L’impact d’un référendum mal préparé

Un référendum organisé dans l’urgence et sans garanties démocratiques pourrait entraîner des contestations et des divisions. La Cenco met en garde contre les risques de manipulation et de fraude. Pour Monseigneur Muteba, il est essentiel de s’assurer que tout processus électoral respecte les principes démocratiques et protège les droits fondamentaux des Congolais.

Les craintes de la société civile

La société civile congolaise partage les inquiétudes de la Cenco. Les organisations de la société civile craignent que ce référendum ne serve des intérêts politiques plutôt que l’intérêt général.

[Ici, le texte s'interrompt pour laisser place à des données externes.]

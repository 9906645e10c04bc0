//! The forced handshake configurations a run is made of.

use std::fmt;

use serde::{Deserialize, Serialize};

use crate::tls::{CipherSuite, NamedGroup, TlsVersion};

macro_rules! test_types {
    ($( $variant:ident, )+) => {
        /// Identifies one probe of the standard matrix, and the judgment
        /// produced from it.
        #[derive(Debug, Clone, Copy, PartialEq, Eq, Hash, PartialOrd, Ord, Serialize, Deserialize)]
        pub enum TlsTestType {
            $( $variant, )+
        }

        impl TlsTestType {
            pub const ALL: &'static [Self] = &[ $( Self::$variant, )+ ];

            #[must_use]
            pub const fn as_str(self) -> &'static str {
                match self {
                    $( Self::$variant => stringify!($variant), )+
                }
            }
        }
    };
}

test_types! {
    Tls12AvailableWithBestCipherSuiteSelected,
    Tls12AvailableWithBestCipherSuiteSelectedFromReverseList,
    Tls12AvailableWithSha2HashFunctionSelected,
    Tls12AvailableWithWeakCipherSuiteNotSelected,
    Tls11AvailableWithBestCipherSuiteSelected,
    Tls11AvailableWithWeakCipherSuiteNotSelected,
    Tls10AvailableWithBestCipherSuiteSelected,
    Tls10AvailableWithWeakCipherSuiteNotSelected,
    Ssl3FailsWithBadCipherSuite,
    TlsSecureEllipticCurveSelected,
    TlsSecureDiffieHellmanGroupSelected,
    TlsWeakCipherSuitesRejected,
    Tls13AvailableWithBestCipherSuiteSelected,
}

impl fmt::Display for TlsTestType {
    fn fmt(&self, f: &mut fmt::Formatter<'_>) -> fmt::Result {
        f.write_str(self.as_str())
    }
}

/// One forced handshake: the version is pinned, the suites are offered in
/// exactly this order and, when present, `groups` replaces the default
/// `supported_groups` list.
#[derive(Debug, Clone, PartialEq, Eq, Serialize, Deserialize)]
pub struct TestCriteria {
    pub test_type: TlsTestType,
    pub name: String,
    pub version: TlsVersion,
    pub cipher_suites: Vec<CipherSuite>,
    #[serde(default)]
    pub groups: Option<Vec<NamedGroup>>,
}

impl TestCriteria {
    #[must_use]
    pub fn new(test_type: TlsTestType, version: TlsVersion, cipher_suites: Vec<CipherSuite>) -> Self {
        Self {
            test_type,
            name: test_type.as_str().to_owned(),
            version,
            cipher_suites,
            groups: None,
        }
    }

    #[must_use]
    pub fn with_groups(mut self, groups: Vec<NamedGroup>) -> Self {
        self.groups = Some(groups);
        self
    }

    /// The groups to put in `supported_groups`.
    #[must_use]
    pub fn offered_groups(&self) -> &[NamedGroup] {
        self.groups.as_deref().unwrap_or(NamedGroup::DEFAULT_OFFER)
    }

    /// The thirteen probes every target is tested with, in evaluation order.
    #[must_use]
    pub fn standard_set() -> Vec<Self> {
        let tls12_best = suites::tls12_best();
        let tls12_reverse = tls12_best.iter().rev().copied().collect();

        let mut weak_first_curves: Vec<NamedGroup> = NamedGroup::ALL
            .iter()
            .copied()
            .filter(|group| group.is_elliptic_curve())
            .collect();
        weak_first_curves.sort_by_key(|group| group.bits());

        vec![
            Self::new(
                TlsTestType::Tls12AvailableWithBestCipherSuiteSelected,
                TlsVersion::Tls12,
                tls12_best,
            ),
            Self::new(
                TlsTestType::Tls12AvailableWithBestCipherSuiteSelectedFromReverseList,
                TlsVersion::Tls12,
                tls12_reverse,
            ),
            Self::new(
                TlsTestType::Tls12AvailableWithSha2HashFunctionSelected,
                TlsVersion::Tls12,
                suites::tls12_sha1_then_sha2(),
            ),
            Self::new(
                TlsTestType::Tls12AvailableWithWeakCipherSuiteNotSelected,
                TlsVersion::Tls12,
                [suites::WEAK, suites::tls12_best().as_slice()].concat(),
            ),
            Self::new(
                TlsTestType::Tls11AvailableWithBestCipherSuiteSelected,
                TlsVersion::Tls11,
                suites::LEGACY_CBC.to_vec(),
            ),
            Self::new(
                TlsTestType::Tls11AvailableWithWeakCipherSuiteNotSelected,
                TlsVersion::Tls11,
                [suites::WEAK, suites::LEGACY_CBC].concat(),
            ),
            Self::new(
                TlsTestType::Tls10AvailableWithBestCipherSuiteSelected,
                TlsVersion::Tls10,
                suites::LEGACY_CBC.to_vec(),
            ),
            Self::new(
                TlsTestType::Tls10AvailableWithWeakCipherSuiteNotSelected,
                TlsVersion::Tls10,
                [suites::WEAK, suites::LEGACY_CBC].concat(),
            ),
            Self::new(
                TlsTestType::Ssl3FailsWithBadCipherSuite,
                TlsVersion::Ssl3,
                suites::SSL3.to_vec(),
            ),
            Self::new(
                TlsTestType::TlsSecureEllipticCurveSelected,
                TlsVersion::Tls12,
                suites::ECDHE.to_vec(),
            )
            .with_groups(weak_first_curves),
            Self::new(
                TlsTestType::TlsSecureDiffieHellmanGroupSelected,
                TlsVersion::Tls12,
                suites::DHE.to_vec(),
            ),
            Self::new(
                TlsTestType::TlsWeakCipherSuitesRejected,
                TlsVersion::Tls12,
                suites::WEAK.to_vec(),
            ),
            Self::new(
                TlsTestType::Tls13AvailableWithBestCipherSuiteSelected,
                TlsVersion::Tls13,
                suites::TLS13.to_vec(),
            ),
        ]
    }
}

mod suites {
    use crate::tls::CipherSuite as S;

    pub const AEAD_PFS: &[S] = &[
        S::TLS_ECDHE_ECDSA_WITH_AES_256_GCM_SHA384,
        S::TLS_ECDHE_RSA_WITH_AES_256_GCM_SHA384,
        S::TLS_ECDHE_ECDSA_WITH_CHACHA20_POLY1305_SHA256,
        S::TLS_ECDHE_RSA_WITH_CHACHA20_POLY1305_SHA256,
        S::TLS_ECDHE_ECDSA_WITH_AES_128_GCM_SHA256,
        S::TLS_ECDHE_RSA_WITH_AES_128_GCM_SHA256,
        S::TLS_DHE_RSA_WITH_AES_256_GCM_SHA384,
        S::TLS_DHE_RSA_WITH_CHACHA20_POLY1305_SHA256,
        S::TLS_DHE_RSA_WITH_AES_128_GCM_SHA256,
    ];

    pub const CBC_SHA2: &[S] = &[
        S::TLS_ECDHE_ECDSA_WITH_AES_256_CBC_SHA384,
        S::TLS_ECDHE_RSA_WITH_AES_256_CBC_SHA384,
        S::TLS_ECDHE_ECDSA_WITH_AES_128_CBC_SHA256,
        S::TLS_ECDHE_RSA_WITH_AES_128_CBC_SHA256,
        S::TLS_DHE_RSA_WITH_AES_256_CBC_SHA256,
        S::TLS_DHE_RSA_WITH_AES_128_CBC_SHA256,
    ];

    pub const RSA_SHA2: &[S] = &[
        S::TLS_RSA_WITH_AES_256_GCM_SHA384,
        S::TLS_RSA_WITH_AES_128_GCM_SHA256,
        S::TLS_RSA_WITH_AES_256_CBC_SHA256,
        S::TLS_RSA_WITH_AES_128_CBC_SHA256,
    ];

    /// Strong suites available to TLS 1.0 and 1.1, forward secret first.
    pub const LEGACY_CBC: &[S] = &[
        S::TLS_ECDHE_ECDSA_WITH_AES_256_CBC_SHA,
        S::TLS_ECDHE_RSA_WITH_AES_256_CBC_SHA,
        S::TLS_ECDHE_ECDSA_WITH_AES_128_CBC_SHA,
        S::TLS_ECDHE_RSA_WITH_AES_128_CBC_SHA,
        S::TLS_DHE_RSA_WITH_AES_256_CBC_SHA,
        S::TLS_DHE_RSA_WITH_AES_128_CBC_SHA,
        S::TLS_RSA_WITH_AES_256_CBC_SHA,
        S::TLS_RSA_WITH_AES_128_CBC_SHA,
    ];

    pub const WEAK: &[S] = &[
        S::TLS_RSA_WITH_NULL_MD5,
        S::TLS_RSA_WITH_NULL_SHA,
        S::TLS_RSA_EXPORT_WITH_RC4_40_MD5,
        S::TLS_RSA_EXPORT_WITH_RC2_CBC_40_MD5,
        S::TLS_RSA_EXPORT_WITH_DES40_CBC_SHA,
        S::TLS_DHE_RSA_EXPORT_WITH_DES40_CBC_SHA,
        S::TLS_DH_anon_WITH_AES_128_CBC_SHA,
        S::TLS_DH_anon_WITH_3DES_EDE_CBC_SHA,
        S::TLS_ECDH_anon_WITH_AES_128_CBC_SHA,
        S::TLS_RSA_WITH_DES_CBC_SHA,
        S::TLS_DHE_RSA_WITH_DES_CBC_SHA,
        S::TLS_RSA_WITH_IDEA_CBC_SHA,
        S::TLS_RSA_WITH_RC4_128_MD5,
        S::TLS_RSA_WITH_RC4_128_SHA,
        S::TLS_ECDHE_RSA_WITH_RC4_128_SHA,
        S::TLS_ECDHE_ECDSA_WITH_RC4_128_SHA,
        S::TLS_RSA_WITH_3DES_EDE_CBC_SHA,
        S::TLS_DHE_RSA_WITH_3DES_EDE_CBC_SHA,
        S::TLS_ECDHE_RSA_WITH_3DES_EDE_CBC_SHA,
        S::TLS_ECDHE_ECDSA_WITH_3DES_EDE_CBC_SHA,
    ];

    pub const SSL3: &[S] = &[
        S::TLS_RSA_WITH_AES_256_CBC_SHA,
        S::TLS_RSA_WITH_AES_128_CBC_SHA,
        S::TLS_DHE_RSA_WITH_AES_256_CBC_SHA,
        S::TLS_DHE_RSA_WITH_AES_128_CBC_SHA,
        S::TLS_RSA_WITH_3DES_EDE_CBC_SHA,
        S::TLS_DHE_RSA_WITH_3DES_EDE_CBC_SHA,
        S::TLS_RSA_WITH_RC4_128_SHA,
        S::TLS_RSA_WITH_RC4_128_MD5,
        S::TLS_RSA_WITH_DES_CBC_SHA,
        S::TLS_RSA_EXPORT_WITH_DES40_CBC_SHA,
        S::TLS_RSA_EXPORT_WITH_RC4_40_MD5,
    ];

    pub const ECDHE: &[S] = &[
        S::TLS_ECDHE_ECDSA_WITH_AES_256_GCM_SHA384,
        S::TLS_ECDHE_RSA_WITH_AES_256_GCM_SHA384,
        S::TLS_ECDHE_ECDSA_WITH_AES_128_GCM_SHA256,
        S::TLS_ECDHE_RSA_WITH_AES_128_GCM_SHA256,
        S::TLS_ECDHE_ECDSA_WITH_AES_256_CBC_SHA384,
        S::TLS_ECDHE_RSA_WITH_AES_256_CBC_SHA384,
        S::TLS_ECDHE_ECDSA_WITH_AES_128_CBC_SHA,
        S::TLS_ECDHE_RSA_WITH_AES_128_CBC_SHA,
    ];

    pub const DHE: &[S] = &[
        S::TLS_DHE_RSA_WITH_AES_256_GCM_SHA384,
        S::TLS_DHE_RSA_WITH_AES_128_GCM_SHA256,
        S::TLS_DHE_RSA_WITH_AES_256_CBC_SHA256,
        S::TLS_DHE_RSA_WITH_AES_128_CBC_SHA256,
        S::TLS_DHE_RSA_WITH_AES_256_CBC_SHA,
        S::TLS_DHE_RSA_WITH_AES_128_CBC_SHA,
        S::TLS_DHE_DSS_WITH_AES_256_CBC_SHA,
        S::TLS_DHE_DSS_WITH_AES_128_CBC_SHA,
    ];

    pub const TLS13: &[S] = &[
        S::TLS_AES_256_GCM_SHA384,
        S::TLS_CHACHA20_POLY1305_SHA256,
        S::TLS_AES_128_GCM_SHA256,
    ];

    pub fn tls12_best() -> Vec<S> {
        [AEAD_PFS, CBC_SHA2, LEGACY_CBC, RSA_SHA2].concat()
    }

    pub fn tls12_sha1_then_sha2() -> Vec<S> {
        [LEGACY_CBC, CBC_SHA2, RSA_SHA2].concat()
    }
}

Elles appellent à un dialogue inclusif pour éviter une crise politique supplémentaire.

Les positions des acteurs politiques

Certains acteurs politiques soutiennent l’idée d’un référendum, tandis que d’autres y voient une manœuvre pour contourner les institutions. Monseigneur Muteba insiste sur la nécessité d’un consensus national pour éviter toute polarisation.

Que faire pour éviter une crise ?

La Cenco propose de reporter le référendum et de privilégier des consultations nationales pour rétablir la confiance. Elle appelle à une mobilisation de tous les acteurs pour trouver des solutions pacifiques et durables. Monseigneur Muteba rappelle que la paix est un prérequis indispensable pour tout processus électoral.